Health Minister Tyler Shandro issued a statement Friday saying the government would start considering "all options at our disposal" after voluntary mediation with the Alberta Medical Association was unsuccessful.
AMA President Christine Molnar responded, calling the outcome the result of flawed data and faulty decision making.
The United Conservative government announced last year it would be working to cut costs in Alberta's health system, which a review found was more expensive but as effective as comparable provinces.
The government asked for feedback on 11 proposals, one of which was a proposed change to doctors' fee model to a base price for appointments up to 25 minutes. Currently, doctors are allowed to bill when appointments run past 15 minutes.
Doctors in Alberta, the review said, were making 35 per cent more through fee-for-service earning. It recommended the government incentivize doctors to move to alternative fee models.
- READ MORE: Changes to doctor fees delayed; province will continue to consult physicians
- READ MORE: 'Alberta has a spending problem': Blue Ribbon Panel says health, education, public sector need change
Shandro promised the government won't cut current spending, but said it needs to be curbed in order to keep the system sustainable.
"Cost overruns are forecast to amount to $2 billion over the next three years – this is unacceptable," he wrote.
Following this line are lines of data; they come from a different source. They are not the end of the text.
use {
    super::{DriverError, Shader, device::Device},
    ash::vk,
    derive_builder::{Builder, UninitializedFieldError},
    log::{trace, warn},
    std::{ffi::CString, ops::Deref, slice::from_ref, sync::Arc, thread::panicking},
};

/// Smart pointer handle to a compute pipeline object.
#[derive(Debug)]
pub struct ComputePipeline {
    device: Arc<Device>,

    /// Information used to create this object.
    pub info: ComputePipelineInfo,

    /// The pipeline layout, needed to bind descriptor sets and push
    /// constants against this pipeline.
    pub layout: vk::PipelineLayout,

    pipeline: vk::Pipeline,
}

impl ComputePipeline {
    /// Creates a new compute pipeline on the given device.
    #[profiling::function]
    pub fn create(
        device: &Arc<Device>,
        info: impl Into<ComputePipelineInfo>,
    ) -> Result<Self, DriverError> {
        trace!("create");

        let device = Arc::clone(device);
        let info: ComputePipelineInfo = info.into();
        let shader = Shader::new(vk::ShaderStageFlags::COMPUTE, info.spirv.clone())
            .entry_name(info.entry_name.clone());
        let shader_module = shader.create_module(&device)?;
        let entry_name = CString::new(info.entry_name.as_bytes()).map_err(|_| {
            unsafe {
                device.destroy_shader_module(shader_module, None);
            }

            DriverError::InvalidData
        })?;
        let layout = match unsafe {
            device.create_pipeline_layout(
                &vk::PipelineLayoutCreateInfo::default()
                    .set_layouts(&info.set_layouts)
                    .push_constant_ranges(&info.push_constants),
                None,
            )
        } {
            Ok(layout) => layout,
            Err(err) => {
                warn!("unable to create pipeline layout: {err}");

                unsafe {
                    device.destroy_shader_module(shader_module, None);
                }

                return Err(DriverError::Unsupported);
            }
        };
        let stage_info = vk::PipelineShaderStageCreateInfo::default()
            .module(shader_module)
            .stage(vk::ShaderStageFlags::COMPUTE)
            .name(&entry_name);
        let pipeline_info = vk::ComputePipelineCreateInfo::default()
            .stage(stage_info)
            .layout(layout);
        let pipeline = unsafe {
            device.create_compute_pipelines(
                Device::pipeline_cache(&device),
                from_ref(&pipeline_info),
                None,
            )
        };

        unsafe {
            device.destroy_shader_module(shader_module, None);
        }

        match pipeline {
            Ok(pipelines) => Ok(Self {
                device,
                info,
                layout,
                pipeline: pipelines[0],
            }),
            Err((_, err)) => {
                warn!("unable to create compute pipeline: {err}");

                unsafe {
                    device.destroy_pipeline_layout(layout, None);
                }

                Err(DriverError::Unsupported)
            }
        }
    }
}

impl Deref for ComputePipeline {
    type Target = vk::Pipeline;

    fn deref(&self) -> &Self::Target {
        &self.pipeline
    }
}

impl Drop for ComputePipeline {
    #[profiling::function]
    fn drop(&mut self) {
        if panicking() {
            return;
        }

        unsafe {
            self.device.destroy_pipeline(self.pipeline, None);
            self.device.destroy_pipeline_layout(self.layout, None);
        }
    }
}

/// Information used to create a [`ComputePipeline`] instance.
#[derive(Builder, Clone, Debug)]
#[builder(
    build_fn(private, name = "fallible_build", error = "ComputePipelineInfoBuilderError"),
    derive(Clone, Debug),
    pattern = "owned"
)]
#[non_exhaustive]
pub struct ComputePipelineInfo {
    /// The name of the entry point which will be executed by this pipeline.
    #[builder(default = "String::from(\"main\")")]
    pub entry_name: String,

    /// Push constant ranges visible to the shader.
    #[builder(default)]
    pub push_constants: Vec<vk::PushConstantRange>,

    /// Descriptor set layouts the pipeline layout is built from.
    ///
    /// Pipelines which pull all of their inputs through buffer device
    /// addresses leave this empty.
    #[builder(default)]
    pub set_layouts: Vec<vk::DescriptorSetLayout>,

    /// Opaque SPIR-V bytecode.
    pub spirv: Vec<u8>,
}

impl ComputePipelineInfo {
    /// Specifies a compute pipeline with the given shader code.
    #[allow(clippy::new_ret_no_self)]
    pub fn new(spirv: impl Into<Vec<u8>>) -> ComputePipelineInfoBuilder {
        ComputePipelineInfoBuilder::default().spirv(spirv.into())
    }
}

impl ComputePipelineInfoBuilder {
    /// Builds a new `ComputePipelineInfo`.
    pub fn build(self) -> ComputePipelineInfo {
        match self.fallible_build() {
            Err(ComputePipelineInfoBuilderError(err)) => panic!("{err}"),
            Ok(info) => info,
        }
    }
}

impl From<ComputePipelineInfoBuilder> for ComputePipelineInfo {
    fn from(info: ComputePipelineInfoBuilder) -> Self {
        info.build()
    }
}

#[derive(Debug)]
struct ComputePipelineInfoBuilderError(UninitializedFieldError);

impl From<UninitializedFieldError> for ComputePipelineInfoBuilderError {
    fn from(err: UninitializedFieldError) -> Self {
        Self(err)
    }
}
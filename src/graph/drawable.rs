use {
    super::state_set::StateSetId,
    ash::vk,
    slotmap::new_key_type,
    std::{cell::RefCell, rc::Rc},
};

new_key_type! {
    /// Identifies one [`Drawable`] inside a
    /// [`StateSetGraph`][super::StateSetGraph].
    pub struct DrawableId;
}

/// Marks a drawable that is not currently attached to any state set entry.
pub(crate) const INVALID_INDEX: u32 = !0;

/// Per-drawable data consumed by the compute pass which builds
/// indirect-draw commands.
#[derive(Clone, Copy, Debug, Default, Eq, PartialEq)]
#[repr(C)]
pub struct DrawableGpuData {
    /// Device address of the drawable's packed primitive-set record.
    pub primitive_set_addr: vk::DeviceAddress,

    /// Offset of the drawable's shader data in the shared payload buffer,
    /// in 4-byte units.
    pub shader_data_offset4: u32,

    pad: u32,
}

impl DrawableGpuData {
    pub(crate) const SIZE: usize = std::mem::size_of::<Self>();

    /// Builds the GPU record from a primitive-set address and a shader-data
    /// id (a byte offset into the shared payload buffer).
    pub fn new(primitive_set_addr: vk::DeviceAddress, shader_data_id: u32) -> Self {
        Self {
            primitive_set_addr,
            shader_data_offset4: shader_data_id / 4,
            pad: 0,
        }
    }

    pub(crate) fn write_to(&self, bytes: &mut [u8]) {
        bytes[0..8].copy_from_slice(&self.primitive_set_addr.to_ne_bytes());
        bytes[8..12].copy_from_slice(&self.shader_data_offset4.to_ne_bytes());
        bytes[12..16].copy_from_slice(&self.pad.to_ne_bytes());
    }
}

/// A renderable entity tying one primitive set of a geometry to a state set.
#[derive(Debug)]
pub struct Drawable {
    /// Index of the drawable container within the state set, or
    /// [`INVALID_INDEX`] while inactive.
    pub(crate) container: u32,

    /// Shared list of drawables registered on the drawable's geometry;
    /// relocations walk it to find and rewrite affected entries.
    pub(crate) geometry_drawables: Rc<RefCell<Vec<DrawableId>>>,

    /// Index into the container's drawable vector, or [`INVALID_INDEX`]
    /// while inactive. Not constant over time: removals swap other
    /// drawables into freed slots.
    pub(crate) index_into_state_set: u32,

    /// The drawable's primitive set, as an index into its geometry's range.
    pub(crate) primitive_set_index: u32,

    /// Byte offset of the drawable's shader data in the shared payload
    /// buffer.
    pub(crate) shader_data_id: u32,

    /// The state set that renders this drawable. Kept while inactive so a
    /// later activation reuses it.
    pub(crate) state_set: StateSetId,
}

impl Drawable {
    /// Returns `true` when the drawable currently participates in
    /// rendering.
    pub fn is_active(&self) -> bool {
        self.index_into_state_set != INVALID_INDEX
    }

    /// The state set rendering this drawable.
    pub fn state_set(&self) -> StateSetId {
        self.state_set
    }

    /// The drawable's shader-data byte offset.
    pub fn shader_data_id(&self) -> u32 {
        self.shader_data_id
    }
}

const _: () = assert!(std::mem::size_of::<DrawableGpuData>() == 16);
//! Multi-level indirection from stable 64-bit handles to device addresses.
//!
//! Handles are split into 11-bit fields: the bottom field indexes a
//! last-level table of 2048 device addresses, the next field indexes a
//! routing table of child tables. Each table keeps a CPU-side address array
//! and a GPU mirror allocated through the data storage; mirrors are kept in
//! sync through the staging pipeline. The first mutation of a table within a
//! frame stages the full 16 KiB mirror, later mutations patch a single word.
//!
//! `create`, `set` and `root_device_address` dispatch through function
//! pointers which are re-bound each time the table depth grows, so the
//! steady-state calls do not branch on depth.
//!
//! Handle 0 is permanently reserved and always maps to device address 0.

use {
    crate::{
        data::{DataAllocation, UploadCtx},
        driver::DriverError,
    },
    ash::vk,
    log::{trace, warn},
};

/// Entries per table; one 11-bit handle field's worth.
pub const HANDLES_PER_TABLE: usize = 2048;

const LEVEL_SHIFT: u64 = 11;
const LEVEL_MASK: u64 = 0x7ff;
const TABLE_BYTES: vk::DeviceSize = (HANDLES_PER_TABLE * 8) as vk::DeviceSize;

type CreateFn = fn(&mut HandleTable, &mut UploadCtx<'_>) -> Result<u64, DriverError>;
type SetFn = fn(&mut HandleTable, &mut UploadCtx<'_>, u64, u64) -> Result<(), DriverError>;
type RootAddrFn = fn(&HandleTable) -> vk::DeviceAddress;

struct Table {
    addr_list: Box<[u64; HANDLES_PER_TABLE]>,
    allocation: DataAllocation,
    /// Handle registered for the table's own GPU mirror; 0 for the very
    /// first last-level table, whose address is held CPU-side as the root.
    handle: u64,
}

impl Table {
    /// Allocates the GPU mirror and stages a zero fill for it.
    fn create(ctx: &mut UploadCtx<'_>) -> Result<Self, DriverError> {
        let allocation = ctx.alloc(TABLE_BYTES)?;
        let mut staging_data = match ctx.create_staging_data(&allocation) {
            Ok(staging_data) => staging_data,
            Err(err) => {
                ctx.free(allocation);

                return Err(err);
            }
        };

        staging_data.bytes_mut().fill(0);
        ctx.submit(staging_data);

        Ok(Self {
            addr_list: Box::new([0; HANDLES_PER_TABLE]),
            allocation,
            handle: 0,
        })
    }

    /// Writes one entry CPU-side and keeps the GPU mirror in step.
    ///
    /// Staging is write-one-shot per frame: the first mutation stages the
    /// whole table, later mutations patch a single 64-bit word.
    fn set_value(
        &mut self,
        ctx: &mut UploadCtx<'_>,
        index: usize,
        value: u64,
    ) -> Result<(), DriverError> {
        self.addr_list[index] = value;

        let mut staging_data = ctx.create_staging_data(&self.allocation)?;
        let need_init = staging_data.need_init();
        let bytes = staging_data.bytes_mut();

        if need_init {
            for (idx, value) in self.addr_list.iter().enumerate() {
                bytes[idx * 8..idx * 8 + 8].copy_from_slice(&value.to_ne_bytes());
            }
        } else {
            bytes[index * 8..index * 8 + 8].copy_from_slice(&value.to_ne_bytes());
        }

        ctx.submit(staging_data);

        Ok(())
    }

    fn free(self, ctx: &mut UploadCtx<'_>) {
        trace!("freeing table registered under handle {}", self.handle);

        ctx.free(self.allocation);
    }
}
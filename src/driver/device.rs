//! Logical device resource types

use {
    super::{DriverError, Instance, physical_device::PhysicalDevice},
    ash::vk,
    derive_builder::{Builder, UninitializedFieldError},
    log::{debug, error, info, trace, warn},
    std::{
        fmt::{Debug, Formatter},
        ops::Deref,
        slice::from_ref,
        sync::Arc,
        thread::panicking,
        time::Duration,
    },
};

/// Fence waits beyond this deadline are treated as an unrecoverable GPU hang.
const FENCE_TIMEOUT: Duration = Duration::from_secs(3);

/// Opaque handle to a device object.
///
/// The device owns the device-scope function-pointer table; all driver calls
/// made by the storages and the renderer go through it.
pub struct Device {
    device: ash::Device,

    /// Vulkan instance pointer, which includes useful functions.
    pub instance: Arc<Instance>,

    /// The physical device, which contains useful data about features,
    /// properties, and limits.
    pub physical_device: PhysicalDevice,

    pipeline_cache: vk::PipelineCache,

    queue: vk::Queue,

    /// The queue family the device queue was created from.
    pub queue_family_index: u32,
}

impl Device {
    /// Creates a logical device on the given physical device.
    ///
    /// Requires Vulkan 1.2 with the `bufferDeviceAddress` and
    /// descriptor-indexing features; creation fails with
    /// [`DriverError::Unsupported`] when the driver does not offer them.
    #[profiling::function]
    pub fn create(
        instance: &Arc<Instance>,
        physical_device: PhysicalDevice,
        info: impl Into<DeviceInfo>,
    ) -> Result<Self, DriverError> {
        let info: DeviceInfo = info.into();
        let instance = Arc::clone(instance);
        let queue_family_index = physical_device
            .queue_families
            .iter()
            .find(|queue_family| {
                queue_family
                    .props
                    .queue_flags
                    .contains(vk::QueueFlags::GRAPHICS | vk::QueueFlags::COMPUTE)
            })
            .map(|queue_family| queue_family.idx)
            .ok_or_else(|| {
                warn!("no graphics+compute queue family");

                DriverError::Unsupported
            })?;

        let queue_priorities = [1.0];
        let queue_info = vk::DeviceQueueCreateInfo::default()
            .queue_family_index(queue_family_index)
            .queue_priorities(&queue_priorities);

        let mut vulkan_1_2_features = vk::PhysicalDeviceVulkan12Features::default()
            .buffer_device_address(true)
            .descriptor_indexing(true)
            .runtime_descriptor_array(true)
            .descriptor_binding_partially_bound(true)
            .descriptor_binding_variable_descriptor_count(true)
            .shader_sampled_image_array_non_uniform_indexing(true);
        let mut features = vk::PhysicalDeviceFeatures2::default()
            .features(vk::PhysicalDeviceFeatures::default().multi_draw_indirect(true))
            .push_next(&mut vulkan_1_2_features);

        let device_info = vk::DeviceCreateInfo::default()
            .queue_create_infos(from_ref(&queue_info))
            .push_next(&mut features);
        let device = unsafe {
            instance
                .create_device(*physical_device, &device_info, None)
                .map_err(|err| {
                    warn!("unable to create device: {err}");

                    DriverError::Unsupported
                })?
        };
        let queue = unsafe { device.get_device_queue(queue_family_index, 0) };

        // The cache may be seeded with a blob produced by a previous run
        let pipeline_cache = unsafe {
            device
                .create_pipeline_cache(
                    &vk::PipelineCacheCreateInfo::default().initial_data(&info.pipeline_cache_data),
                    None,
                )
                .unwrap_or_default()
        };

        trace!("created a Vulkan device");

        Ok(Self {
            device,
            instance,
            physical_device,
            pipeline_cache,
            queue,
            queue_family_index,
        })
    }

    /// Loads the driver, selects the highest-scoring physical device and
    /// creates a logical device on it.
    ///
    /// The runtime does not own windows or surfaces, so no presentation
    /// support is requested.
    #[profiling::function]
    pub fn create_headless(info: impl Into<DeviceInfo>) -> Result<Self, DriverError> {
        let info: DeviceInfo = info.into();
        let instance = Arc::new(Instance::create(info.debug)?);
        let physical_devices = Instance::physical_devices(&instance)?.collect::<Vec<_>>();

        for physical_device in &physical_devices {
            debug!("supported: {physical_device:?}");
        }

        let physical_device = physical_devices
            .into_iter()
            // If there are multiple devices with the same score, `max_by_key`
            // would choose the last, and we want to preserve the order of
            // devices from `enumerate_physical_devices`.
            .rev()
            .max_by_key(PhysicalDevice::score_device_type)
            .ok_or(DriverError::Unsupported)?;

        info!("selected: {physical_device:?}");

        Self::create(&instance, physical_device, info)
    }

    /// Allocates raw device memory of the given memory type.
    ///
    /// When `device_address` is set the allocation is made with the
    /// device-address flag so buffers bound to it may be queried with
    /// [`Buffer::device_address`][super::Buffer::device_address].
    #[profiling::function]
    pub fn allocate_memory(
        this: &Self,
        size: vk::DeviceSize,
        memory_type_index: u32,
        device_address: bool,
    ) -> Result<vk::DeviceMemory, DriverError> {
        let mut flags_info = vk::MemoryAllocateFlagsInfo::default()
            .flags(vk::MemoryAllocateFlags::DEVICE_ADDRESS);
        let mut alloc_info = vk::MemoryAllocateInfo::default()
            .allocation_size(size)
            .memory_type_index(memory_type_index);

        if device_address {
            alloc_info = alloc_info.push_next(&mut flags_info);
        }

        unsafe {
            this.device.allocate_memory(&alloc_info, None).map_err(|err| {
                warn!("unable to allocate {size} bytes of memory type {memory_type_index}: {err}");

                DriverError::OutOfMemory
            })
        }
    }

    /// The device's pipeline cache, fed to every pipeline creation.
    pub fn pipeline_cache(this: &Self) -> vk::PipelineCache {
        this.pipeline_cache
    }

    /// Retrieves the pipeline-cache blob so the caller may persist it and
    /// feed it back through [`DeviceInfo`] on the next launch.
    pub fn pipeline_cache_data(this: &Self) -> Result<Vec<u8>, DriverError> {
        unsafe {
            this.device
                .get_pipeline_cache_data(this.pipeline_cache)
                .map_err(|err| {
                    warn!("unable to retrieve pipeline cache data: {err}");

                    DriverError::OutOfMemory
                })
        }
    }

    /// Returns the device queue.
    pub fn queue(this: &Self) -> vk::Queue {
        this.queue
    }

    /// The alignment the storages leave between buffer subregions.
    ///
    /// Derived from the storage-buffer offset alignment limit with a floor of
    /// 16 bytes so vec4 accesses stay naturally aligned.
    pub fn standard_buffer_alignment(this: &Self) -> vk::DeviceSize {
        this.physical_device
            .props
            .limits
            .min_storage_buffer_offset_alignment
            .max(16)
    }

    /// Submits a command buffer to the device queue, signalling `fence` on
    /// completion.
    #[profiling::function]
    pub fn submit(this: &Self, cmd_buf: vk::CommandBuffer, fence: vk::Fence) -> Result<(), DriverError> {
        let submit_info = vk::SubmitInfo::default().command_buffers(from_ref(&cmd_buf));

        unsafe {
            this.device
                .queue_submit(this.queue, from_ref(&submit_info), fence)
                .map_err(|err| {
                    warn!("unable to submit command buffer: {err}");

                    DriverError::OutOfMemory
                })
        }
    }

    /// Nanoseconds per tick of the timestamps written by
    /// `vkCmdWriteTimestamp`.
    pub fn timestamp_period(this: &Self) -> f32 {
        this.physical_device.props.limits.timestamp_period
    }

    /// Blocks until the given fence signals.
    ///
    /// Waits up to [`FENCE_TIMEOUT`]; timing out is reported as
    /// [`DriverError::Timeout`] which callers treat as fatal.
    #[profiling::function]
    pub fn wait_for_fence(this: &Self, fence: vk::Fence) -> Result<(), DriverError> {
        trace!("wait_for_fence {fence:?}");

        unsafe {
            match this.device.wait_for_fences(
                from_ref(&fence),
                true,
                FENCE_TIMEOUT.as_nanos() as u64,
            ) {
                Ok(()) => Ok(()),
                Err(vk::Result::TIMEOUT) => {
                    error!("fence wait timed out after {FENCE_TIMEOUT:?}; device is hung");

                    Err(DriverError::Timeout)
                }
                Err(err) => {
                    warn!("unable to wait for fence: {err}");

                    Err(DriverError::OutOfMemory)
                }
            }
        }
    }
}

impl Debug for Device {
    fn fmt(&self, f: &mut Formatter<'_>) -> std::fmt::Result {
        f.write_str("Device")
    }
}

impl Deref for Device {
    type Target = ash::Device;

    fn deref(&self) -> &Self::Target {
        &self.device
    }
}

impl Drop for Device {
    #[profiling::function]
    fn drop(&mut self) {
        if panicking() {
            return;
        }

        // The storages destroy their buffers and memories before the renderer
        // drops its device reference, so nothing is in flight here.
        unsafe {
            self.device.device_wait_idle().unwrap_or_default();
            self.device.destroy_pipeline_cache(self.pipeline_cache, None);
            self.device.destroy_device(None);
        }
    }
}

/// Information used to create a [`Device`] instance.
#[derive(Builder, Clone, Debug)]
#[builder(
    build_fn(private, name = "fallible_build", error = "DeviceInfoBuilderError"),
    derive(Clone, Debug),
    pattern = "owned"
)]
#[non_exhaustive]
pub struct DeviceInfo {
    /// Enables Vulkan validation layers.
    ///
    /// This requires a Vulkan SDK installation and will cause validation
    /// errors to be logged as they happen.
    #[builder(default)]
    pub debug: bool,

    /// A pipeline-cache blob from a previous run, as returned by
    /// [`Device::pipeline_cache_data`]. Drivers validate and may reject the
    /// blob, in which case the cache simply starts cold.
    #[builder(default)]
    pub pipeline_cache_data: Vec<u8>,
}

impl DeviceInfo {
    /// Specifies a default device configuration.
    #[allow(clippy::new_ret_no_self)]
    pub fn new() -> DeviceInfoBuilder {
        Default::default()
    }
}

impl Default for DeviceInfo {
    fn default() -> Self {
        Self {
            debug: false,
            pipeline_cache_data: vec![],
        }
    }
}

impl From<DeviceInfoBuilder> for DeviceInfo {
    fn from(info: DeviceInfoBuilder) -> Self {
        info.build()
    }
}

impl DeviceInfoBuilder {
    /// Builds a new `DeviceInfo`.
    pub fn build(self) -> DeviceInfo {
        match self.fallible_build() {
            Err(DeviceInfoBuilderError(err)) => panic!("{err}"),
            Ok(info) => info,
        }
    }
}

#[derive(Debug)]
struct DeviceInfoBuilderError(UninitializedFieldError);

impl From<UninitializedFieldError> for DeviceInfoBuilderError {
    fn from(err: UninitializedFieldError) -> Self {
        Self(err)
    }
}
//! Settings of one orchestrated run.

use std::path::{Path, PathBuf};

use serde::{Deserialize, Serialize};

use crate::error::{RunError, RunnerResult};
use crate::models::Quarter;
use crate::reconcile::CompareOptions;

/// Everything a run needs to know, as sent with `start`.
#[derive(Debug, Clone, PartialEq, Serialize, Deserialize)]
#[serde(deny_unknown_fields)]
pub struct RunSettings {
    /// Root of the data directory
    pub directory: PathBuf,
    pub year: i32,
    pub quarter: Quarter,

    #[serde(default)]
    pub testing: TestingSettings,

    /// First value handed out by `counter`
    #[serde(default)]
    pub counter_start: u64,

    /// Rows evaluated concurrently within one transformer
    #[serde(default = "default_row_concurrency")]
    pub row_concurrency: usize,
}

fn default_row_concurrency() -> usize {
    1
}

/// Reconciliation after the transformers ran.
#[derive(Debug, Clone, Default, PartialEq, Serialize, Deserialize)]
#[serde(from = "TestingFields")]
pub struct TestingSettings {
    pub enabled: bool,

    #[serde(flatten)]
    pub compare: CompareOptions,
}

/// Wire form of [`TestingSettings`]. `flatten` cannot reject unknown keys,
/// so the fields are spelled out here.
#[derive(Deserialize)]
#[serde(default, deny_unknown_fields)]
struct TestingFields {
    enabled: bool,
    partition_key: String,
    exclude: Vec<String>,
    tolerance: Vec<String>,
}

impl Default for TestingFields {
    fn default() -> Self {
        let compare = CompareOptions::default();
        Self {
            enabled: false,
            partition_key: compare.partition_key,
            exclude: compare.exclude,
            tolerance: compare.tolerance,
        }
    }
}

impl From<TestingFields> for TestingSettings {
    fn from(fields: TestingFields) -> Self {
        Self {
            enabled: fields.enabled,
            compare: CompareOptions {
                partition_key: fields.partition_key,
                exclude: fields.exclude,
                tolerance: fields.tolerance,
            },
        }
    }
}

impl RunSettings {
    pub fn new(directory: impl Into<PathBuf>, year: i32, quarter: Quarter) -> Self {
        Self {
            directory: directory.into(),
            year,
            quarter,
            testing: TestingSettings::default(),
            counter_start: 0,
            row_concurrency: default_row_concurrency(),
        }
    }

    /// Reject settings a run cannot start with.
    pub fn validate(&self) -> RunnerResult<()> {
        if !self.directory.is_dir() {
            return Err(RunError::Settings(format!(
                "'{}' is not a directory",
                self.directory.display()
            )));
        }
        if !(1900..=9999).contains(&self.year) {
            return Err(RunError::Settings(format!("year {} is out of range", self.year)));
        }
        if self.row_concurrency == 0 {
            return Err(RunError::Settings("row_concurrency must be at least 1".to_string()));
        }
        Ok(())
    }

    pub fn directory(&self) -> &Path {
        &self.directory
    }

    /// `transformers/**/*.json`
    pub fn transformer_pattern(&self) -> PathBuf {
        self.directory.join("transformers").join("**").join("*.json")
    }
}

#[cfg(test)]
mod tests {
    use super::*;
    use serde_json::json;

    #[test]
    fn test_defaults() {
        let settings: RunSettings = serde_json::from_value(json!({
            "directory": "/data", "year": 2024, "quarter": 2
        }))
        .unwrap();

        assert_eq!(settings.quarter.number(), 2);
        assert_eq!(settings.counter_start, 0);
        assert_eq!(settings.row_concurrency, 1);
        assert!(!settings.testing.enabled);
        assert_eq!(settings.testing.compare.partition_key, "supplierId");
        assert_eq!(settings.transformer_pattern(), PathBuf::from("/data/transformers/**/*.json"));
    }

    #[test]
    fn test_testing_overrides() {
        let settings: RunSettings = serde_json::from_value(json!({
            "directory": "/data", "year": 2024, "quarter": 1,
            "testing": { "enabled": true, "partition_key": "memberId", "tolerance": [] }
        }))
        .unwrap();

        assert!(settings.testing.enabled);
        assert_eq!(settings.testing.compare.partition_key, "memberId");
        assert!(settings.testing.compare.tolerance.is_empty());
        assert_eq!(settings.testing.compare.exclude, vec!["purchaseId"]);
    }

    #[test]
    fn test_invalid_quarter_and_unknown_fields() {
        let bad_quarter = serde_json::from_value::<RunSettings>(json!({
            "directory": "/data", "year": 2024, "quarter": 5
        }));
        assert!(bad_quarter.is_err());

        let unknown = serde_json::from_value::<RunSettings>(json!({
            "directory": "/data", "year": 2024, "quarter": 1, "colour": "red"
        }));
        assert!(unknown.is_err());

        let misspelled = serde_json::from_value::<RunSettings>(json!({
            "directory": "/data", "year": 2024, "quarter": 1,
            "testing": { "enabled": true, "partition_kye": "memberId" }
        }));
        assert!(misspelled.unwrap_err().to_string().contains("partition_kye"));
    }

    #[test]
    fn test_testing_settings_json_round_trip() {
        let mut settings = RunSettings::new("/data", 2024, Quarter::new(3).unwrap());
        settings.testing.enabled = true;
        settings.testing.compare.partition_key = "memberId".into();

        let value = serde_json::to_value(&settings).unwrap();
        assert_eq!(value["testing"]["partition_key"], "memberId");
        let back: RunSettings = serde_json::from_value(value).unwrap();
        assert_eq!(back, settings);
    }

    #[test]
    fn test_validate() {
        let dir = tempfile::tempdir().unwrap();
        let quarter = Quarter::new(1).unwrap();
        assert!(RunSettings::new(dir.path(), 2024, quarter).validate().is_ok());

        let missing = RunSettings::new(dir.path().join("nope"), 2024, quarter);
        assert!(matches!(missing.validate(), Err(RunError::Settings(_))));

        let mut zero = RunSettings::new(dir.path(), 2024, quarter);
        zero.row_concurrency = 0;
        assert!(zero.validate().is_err());
    }
}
"Any savings that will be achieved through our efforts to curtail costs of physician compensation will be reinvested into front-line services such as reducing surgical wait times, addressing mental health and addictions issues, and investing in continuing care."
However, AMA says the government's data is outdated and doesn't reflect current labour market dynamics like interprovincial physician migration.
"This claim is based solely on Canadian Institute for Health Information (CIHI) fee-for-service comparisons for 2016/17, and does not account for differences in (Alternative Relationship Plan) earnings, nor important concessions made by Alberta physicians in recent master agreements," AMA's Molnar said.
According to the AMA, Alberta physicians only earn an estimated 5.7 per cent more than doctors in B.C., Ontario and Saskatchewan.
Molnar added the AMA and government need to be working from the same dataset before an agreement can be reached.
"There is no question that policy decisions based on flawed data will ultimately be bad for the health care system, physicians and – most importantly – Albertans."
The government says Alberta doctors would still be among the highest-paid in Canada under the proposed system.